For day and night Your hand was heavy upon me; my vitality was turned into the drought of summer. I acknowledged my sin to You, and my iniquity I have not hidden. I said, ‘I will confess my transgressions to the Lord,’ and You forgave the iniquity of my sin” (Psalm 32:4-5)

Life is the odd circumstance we find ourselves in; experiencing events we tried to prepare for, but never thought could possibly happen.

During our Sunday Fellowship each week, we pray for each of those who have expressed needs and have asked for prayer.  Sometimes, those contacting us ask for God’s will, His blessing on a ministry endeavor or faith to enter His service, but more often the requests involve cancer, financial disaster, potential divorce, injury, or other circumstances that have sent their lives out of control.

Often there is SURPRISE reflected in the requests, as events unfold within people’s lives that were never expected or wanted.  After our prayers a couple of weeks ago, the words of the first paragraph (Life is the odd circumstance we find ourselves in; experiencing events we tried to prepare for, but never thought could possibly happen) came to mind and I wrote them on a napkin.  I do a lot of writing on napkins, envelopes, tissues and anything else at hand, on airplanes and anywhere else those thoughts pop up.  One of the surprises in life for us all is the forgetfulness that accompanies us as we get older – Write it down quickly or it might be gone.

Here’s what Clifford the Clown, a man who has a ministry of helping others find laughter, wrote about “A.A.A.D.D. (Age Activated Attention Deficit Disorder)” – “I decided to wash my car.  As I went to the garage, I noticed mail on the hall table.  I decided to go through it before washing the car.  I laid my car keys on the table, put the junk mail in the trash can under the table, noting that the trash can was full.  So, I put the bills back on the table and took out the trash.  But then I thought, since I'm going to be near the mailbox when I take out the trash anyway, I may as well pay the bills first.  I took my checkbook off the table, and saw that only one check was left.  My extra checks are in my desk in the study, so I went to my desk where I found the Can of Cola I had been drinking.  I pushed the Cola aside so that I didn't accidentally knock it over, saw that it was getting warm, and decided to put it into the refrigerator to keep it cold.  Heading toward the kitchen with the cola, I noticed that the vase of flowers on the counter needed to be watered.  I set the Cola down on the counter, and discovered my missing reading glasses that I had searched for all morning, deciding to put them back on my desk, but first I would water the flowers.  I set the glasses back down on the counter, filled a container with water and suddenly spotted the TV remote that someone left on the kitchen table.  I realized that later I’d be looking for the remote, but wouldn't remember it's on the kitchen table, so I took it back to the den where it belongs, but first I would water the flowers, which I did, but I spilled water on the floor.  I set the remote back down on the table, got some towels and wiped up the spill.  Then I went down the hall trying to remember what I was planning to do.  At the end of the day: the car wasn't washed, the bills weren't paid, a warm can of Cola was on the counter, the flowers weren't watered, there was still only one check in my checkbook, I couldn't find the remote, didn’t know where my glasses are, and couldn't remember what I did with the car keys.  When I tried to figure out why nothing got done today, I was baffled because I was busy all day long and was really tired.  I realize this is serious and I'll try to get help for it, but first I'll check my e-mail.  Do me a favor, will you?
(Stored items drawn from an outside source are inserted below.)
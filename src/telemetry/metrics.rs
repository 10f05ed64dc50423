//! Metrics recorded through the `metrics` facade.
//!
//! No exporter is installed here; the embedding node chooses one. Without a
//! recorder every call is a no-op.

use std::time::Duration;

use metrics::{counter, describe_counter, describe_gauge, describe_histogram, gauge, histogram};

use crate::fetch::FailureKind;

/// Register metric descriptions. Call once after installing a recorder.
pub fn init_metrics() {
    describe_counter!("keyfetch_dispatch_total", "Dispatch attempts by outcome");
    describe_counter!("keyfetch_delivery_total", "Outcomes delivered to requesters");
    describe_counter!("keyfetch_callback_panics_total", "Requester callbacks that panicked");
    describe_histogram!("keyfetch_fetch_latency_ms", "Fetch collaborator latency");
    describe_gauge!("keyfetch_pending", "Requesters waiting for dispatch");
    describe_gauge!("keyfetch_cooling", "Keys in cooldown");
    describe_gauge!("keyfetch_indexed_keys", "Keys with registered requesters");
}

/// Count one dispatch attempt. `outcome` is a short static label.
pub fn record_dispatch(outcome: &'static str) {
    counter!("keyfetch_dispatch_total", "outcome" => outcome).increment(1);
}

/// Count outcomes fanned out to requesters. `None` means success.
pub fn record_delivery(failure: Option<FailureKind>, count: usize) {
    let kind = match failure {
        Some(kind) => kind_label(kind),
        None => "success",
    };
    counter!("keyfetch_delivery_total", "kind" => kind).increment(count as u64);
}

pub fn record_callback_panic() {
    counter!("keyfetch_callback_panics_total").increment(1);
}

pub fn record_fetch_latency(elapsed: Duration) {
    histogram!("keyfetch_fetch_latency_ms").record(elapsed.as_secs_f64() * 1000.0);
}

pub fn record_queue_depths(pending: usize, cooling: usize, indexed_keys: usize) {
    gauge!("keyfetch_pending").set(pending as f64);
    gauge!("keyfetch_cooling").set(cooling as f64);
    gauge!("keyfetch_indexed_keys").set(indexed_keys as f64);
}

fn kind_label(kind: FailureKind) -> &'static str {
    match kind {
        FailureKind::DecodeFailed => "decode_failed",
        FailureKind::DataNotFound => "data_not_found",
        FailureKind::InternalError => "internal_error",
        FailureKind::RejectedOverload => "rejected_overload",
        FailureKind::RouteNotFound => "route_not_found",
        FailureKind::RouteReallyNotFound => "route_really_not_found",
        FailureKind::TransferFailed => "transfer_failed",
        FailureKind::VerifyFailed => "verify_failed",
        FailureKind::Cancelled => "cancelled",
        FailureKind::RecentlyFailed => "recently_failed",
    }
}
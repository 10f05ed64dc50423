//! Doubly-linked ordered list with identity-based removal.
//!
//! Every insertion returns a [`NodeHandle`]. Handles are the only way to name
//! a member: two payloads that compare equal are still different members, and
//! a handle that outlives its node is simply absent, never a different node.

use std::fmt;
use std::iter::FusedIterator;

use thiserror::Error;

use super::arena::{next_list_id, Node, NodeArena, NodeHandle};

/// Contract failures reported by [`OrderedList`].
#[derive(Debug, Clone, PartialEq, Eq, Error)]
pub enum ListError {
    /// The handle was issued by another live list. Unlinking it here would
    /// desynchronize both lists' head/tail/len bookkeeping.
    #[error("node {handle:?} belongs to list {owner}, not to list {list}")]
    ForeignHandle {
        handle: NodeHandle,
        owner: u64,
        list: u64,
    },

    #[error("enumeration exhausted: no more elements")]
    Exhausted,
}

/// Ordered sequence with O(1) insertion and removal at both ends and at any
/// member named by handle.
pub struct OrderedList<T> {
    id: u64,
    arena: NodeArena<T>,
    head: Option<u32>,
    tail: Option<u32>,
    len: usize,
}

impl<T> OrderedList<T> {
    pub fn new() -> Self {
        Self {
            id: next_list_id(),
            arena: NodeArena::new(),
            head: None,
            tail: None,
            len: 0,
        }
    }

    pub fn with_capacity(capacity: usize) -> Self {
        Self {
            id: next_list_id(),
            arena: NodeArena::with_capacity(capacity),
            head: None,
            tail: None,
            len: 0,
        }
    }

    /// Process-unique identity of this list.
    pub fn id(&self) -> u64 {
        self.id
    }

    pub fn len(&self) -> usize {
        self.len
    }

    pub fn is_empty(&self) -> bool {
        self.len == 0
    }

    /// Insert at the tail.
    pub fn push(&mut self, value: T) -> NodeHandle {
        let (slot, generation) = self.arena.insert(Node {
            value,
            prev: self.tail,
            next: None,
        });
        match self.tail {
            Some(tail) => self.arena[tail].next = Some(slot),
            None => self.head = Some(slot),
        }
        self.tail = Some(slot);
        self.len += 1;
        self.handle(slot, generation)
    }

    /// Insert at the head.
    pub fn unshift(&mut self, value: T) -> NodeHandle {
        let (slot, generation) = self.arena.insert(Node {
            value,
            prev: None,
            next: self.head,
        });
        match self.head {
            Some(head) => self.arena[head].prev = Some(slot),
            None => self.tail = Some(slot),
        }
        self.head = Some(slot);
        self.len += 1;
        self.handle(slot, generation)
    }

    /// Remove and return the tail.
    pub fn pop(&mut self) -> Option<T> {
        let slot = self.tail?;
        Some(self.unlink(slot))
    }

    /// Remove and return the head.
    pub fn shift(&mut self) -> Option<T> {
        let slot = self.head?;
        Some(self.unlink(slot))
    }

    /// Detach up to `n` items from the head into a new list, keeping their
    /// relative order.
    pub fn shift_n(&mut self, n: usize) -> OrderedList<T> {
        let mut out = OrderedList::with_capacity(n.min(self.len));
        for _ in 0..n {
            match self.shift() {
                Some(value) => {
                    out.push(value);
                }
                None => break,
            }
        }
        out
    }

    /// Detach up to `n` items from the tail into a new list, keeping their
    /// relative order.
    pub fn pop_n(&mut self, n: usize) -> OrderedList<T> {
        let mut out = OrderedList::with_capacity(n.min(self.len));
        for _ in 0..n {
            match self.pop() {
                Some(value) => {
                    out.unshift(value);
                }
                None => break,
            }
        }
        out
    }

    /// Remove the member named by `handle`.
    ///
    /// A stale handle (its node was already removed) yields `Ok(None)`. A
    /// handle issued by a different list is a caller bug and yields
    /// [`ListError::ForeignHandle`].
    pub fn remove(&mut self, handle: NodeHandle) -> Result<Option<T>, ListError> {
        match self.resolve(handle)? {
            Some(slot) => Ok(Some(self.unlink(slot))),
            None => Ok(None),
        }
    }

    /// True if `handle` names a current member of this list.
    pub fn contains(&self, handle: NodeHandle) -> bool {
        self.member(handle).is_some()
    }

    pub fn get(&self, handle: NodeHandle) -> Option<&T> {
        let slot = self.member(handle)?;
        Some(&self.arena[slot].value)
    }

    pub fn get_mut(&mut self, handle: NodeHandle) -> Option<&mut T> {
        let slot = self.member(handle)?;
        Some(&mut self.arena[slot].value)
    }

    pub fn head(&self) -> Option<NodeHandle> {
        self.head.map(|slot| self.live_handle(slot))
    }

    pub fn tail(&self) -> Option<NodeHandle> {
        self.tail.map(|slot| self.live_handle(slot))
    }

    /// Peek at the head payload.
    pub fn front(&self) -> Option<&T> {
        self.head.map(|slot| &self.arena[slot].value)
    }

    /// Peek at the tail payload.
    pub fn back(&self) -> Option<&T> {
        self.tail.map(|slot| &self.arena[slot].value)
    }

    /// Member after `handle`; `None` at the tail or for a non-member.
    pub fn next(&self, handle: NodeHandle) -> Option<NodeHandle> {
        let slot = self.member(handle)?;
        self.arena[slot].next.map(|s| self.live_handle(s))
    }

    /// Member before `handle`; `None` at the head or for a non-member.
    pub fn prev(&self, handle: NodeHandle) -> Option<NodeHandle> {
        let slot = self.member(handle)?;
        self.arena[slot].prev.map(|s| self.live_handle(s))
    }

    pub fn has_next(&self, handle: NodeHandle) -> bool {
        self.member(handle)
            .map_or(false, |slot| self.arena[slot].next.is_some())
    }

    pub fn has_prev(&self, handle: NodeHandle) -> bool {
        self.member(handle)
            .map_or(false, |slot| self.arena[slot].prev.is_some())
    }

    /// Lazy forward enumeration from the current head.
    pub fn elements(&self) -> Elements<'_, T> {
        Elements {
            list: self,
            cursor: self.head,
            remaining: self.len,
        }
    }

    /// Alias of [`elements`](Self::elements).
    pub fn iter(&self) -> Elements<'_, T> {
        self.elements()
    }

    /// Drop every node. All outstanding handles go stale.
    pub fn clear(&mut self) {
        self.arena.clear();
        self.head = None;
        self.tail = None;
        self.len = 0;
    }

    fn handle(&self, slot: u32, generation: u32) -> NodeHandle {
        NodeHandle {
            list: self.id,
            slot,
            generation,
        }
    }

    /// Handle for a slot known to be linked into this list.
    fn live_handle(&self, slot: u32) -> NodeHandle {
        self.handle(slot, self.arena.generation(slot))
    }

    fn resolve(&self, handle: NodeHandle) -> Result<Option<u32>, ListError> {
        if handle.list != self.id {
            return Err(ListError::ForeignHandle {
                handle,
                owner: handle.list,
                list: self.id,
            });
        }
        if self.arena.is_live(handle.slot, handle.generation) {
            Ok(Some(handle.slot))
        } else {
            Ok(None)
        }
    }

    fn member(&self, handle: NodeHandle) -> Option<u32> {
        self.resolve(handle).ok().flatten()
    }

    fn unlink(&mut self, slot: u32) -> T {
        let node = match self.arena.remove(slot) {
            Some(node) => node,
            None => panic!("unlink of vacant slot {slot} in list {}", self.id),
        };
        match node.prev {
            Some(prev) => self.arena[prev].next = node.next,
            None => self.head = node.next,
        }
        match node.next {
            Some(next) => self.arena[next].prev = node.prev,
            None => self.tail = node.prev,
        }
        self.len -= 1;
        node.value
    }
}

impl<T> Default for OrderedList<T> {
    fn default() -> Self {
        Self::new()
    }
}

/// Deep copy: payloads are cloned and the copy gets its own identity, so no
/// handle of one list is a member of the other.
impl<T: Clone> Clone for OrderedList<T> {
    fn clone(&self) -> Self {
        let mut out = OrderedList::with_capacity(self.len);
        for value in self.elements() {
            out.push(value.clone());
        }
        out
    }
}

impl<T: fmt::Debug> fmt::Debug for OrderedList<T> {
    fn fmt(&self, f: &mut fmt::Formatter<'_>) -> fmt::Result {
        f.debug_list().entries(self.elements()).finish()
    }
}

impl<T> FromIterator<T> for OrderedList<T> {
    fn from_iter<I: IntoIterator<Item = T>>(iter: I) -> Self {
        let mut list = OrderedList::new();
        list.extend(iter);
        list
    }
}

impl<T> Extend<T> for OrderedList<T> {
    fn extend<I: IntoIterator<Item = T>>(&mut self, iter: I) {
        for value in iter {
            self.push(value);
        }
    }
}

impl<'a, T> IntoIterator for &'a OrderedList<T> {
    type Item = &'a T;
    type IntoIter = Elements<'a, T>;

    fn into_iter(self) -> Self::IntoIter {
        self.elements()
    }
}

impl<T> IntoIterator for OrderedList<T> {
    type Item = T;
    type IntoIter = IntoIter<T>;

    fn into_iter(self) -> Self::IntoIter {
        IntoIter { list: self }
    }
}

/// Forward enumeration over an [`OrderedList`].
pub struct Elements<'a, T> {
    list: &'a OrderedList<T>,
    cursor: Option<u32>,
    remaining: usize,
}

impl<'a, T> Elements<'a, T> {
    pub fn has_more_elements(&self) -> bool {
        self.cursor.is_some()
    }

    /// Like [`Iterator::next`] but reports exhaustion as an error.
    pub fn next_element(&mut self) -> Result<&'a T, ListError> {
        self.next().ok_or(ListError::Exhausted)
    }
}

impl<'a, T> Iterator for Elements<'a, T> {
    type Item = &'a T;

    fn next(&mut self) -> Option<&'a T> {
        let slot = self.cursor?;
        let node = &self.list.arena[slot];
        self.cursor = node.next;
        self.remaining -= 1;
        Some(&node.value)
    }

    fn size_hint(&self) -> (usize, Option<usize>) {
        (self.remaining, Some(self.remaining))
    }
}

impl<T> ExactSizeIterator for Elements<'_, T> {}
impl<T> FusedIterator for Elements<'_, T> {}

/// Owning iterator that drains from the head.
pub struct IntoIter<T> {
    list: OrderedList<T>,
}

impl<T> Iterator for IntoIter<T> {
    type Item = T;

    fn next(&mut self) -> Option<T> {
        self.list.shift()
    }

    fn size_hint(&self) -> (usize, Option<usize>) {
        (self.list.len(), Some(self.list.len()))
    }
}

impl<T> DoubleEndedIterator for IntoIter<T> {
    fn next_back(&mut self) -> Option<T> {
        self.list.pop()
    }
}

impl<T> ExactSizeIterator for IntoIter<T> {}

#[cfg(test)]
#[path = "ordered_tests.rs"]
mod tests;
Forward this message to everyone you know, because I don't remember to whom it has been sent.  Growing old takes guts!

Amen.  LIFE takes guts!  In a recent “Guideposts” article, Marilyn Morgan King spoke about the recent drought that plagued her beloved State of Colorado.  She could not explain the dryness, noting that Colorado Springs, where she lives, is usually a place of abundant water.  She observed that “in other parts of the world, there is terrible flooding.”  And asked, “Who can explain the cycles of nature?”  The answer is: we really can’t fully explain much of anything at all.  Ms. King continued, “Recently I saw a calendar with these words on it: ‘Never forget the thousand-year perspective,’” - and she noted that “if only we could stand way back and look from the thousand-year perspective, we’d see God’s great pattern… In my seventy-plus years, I’ve learned to trust that!”  Ms. King is right, but how do we step back out of our circumstances and UNDERSTAND what’s going on?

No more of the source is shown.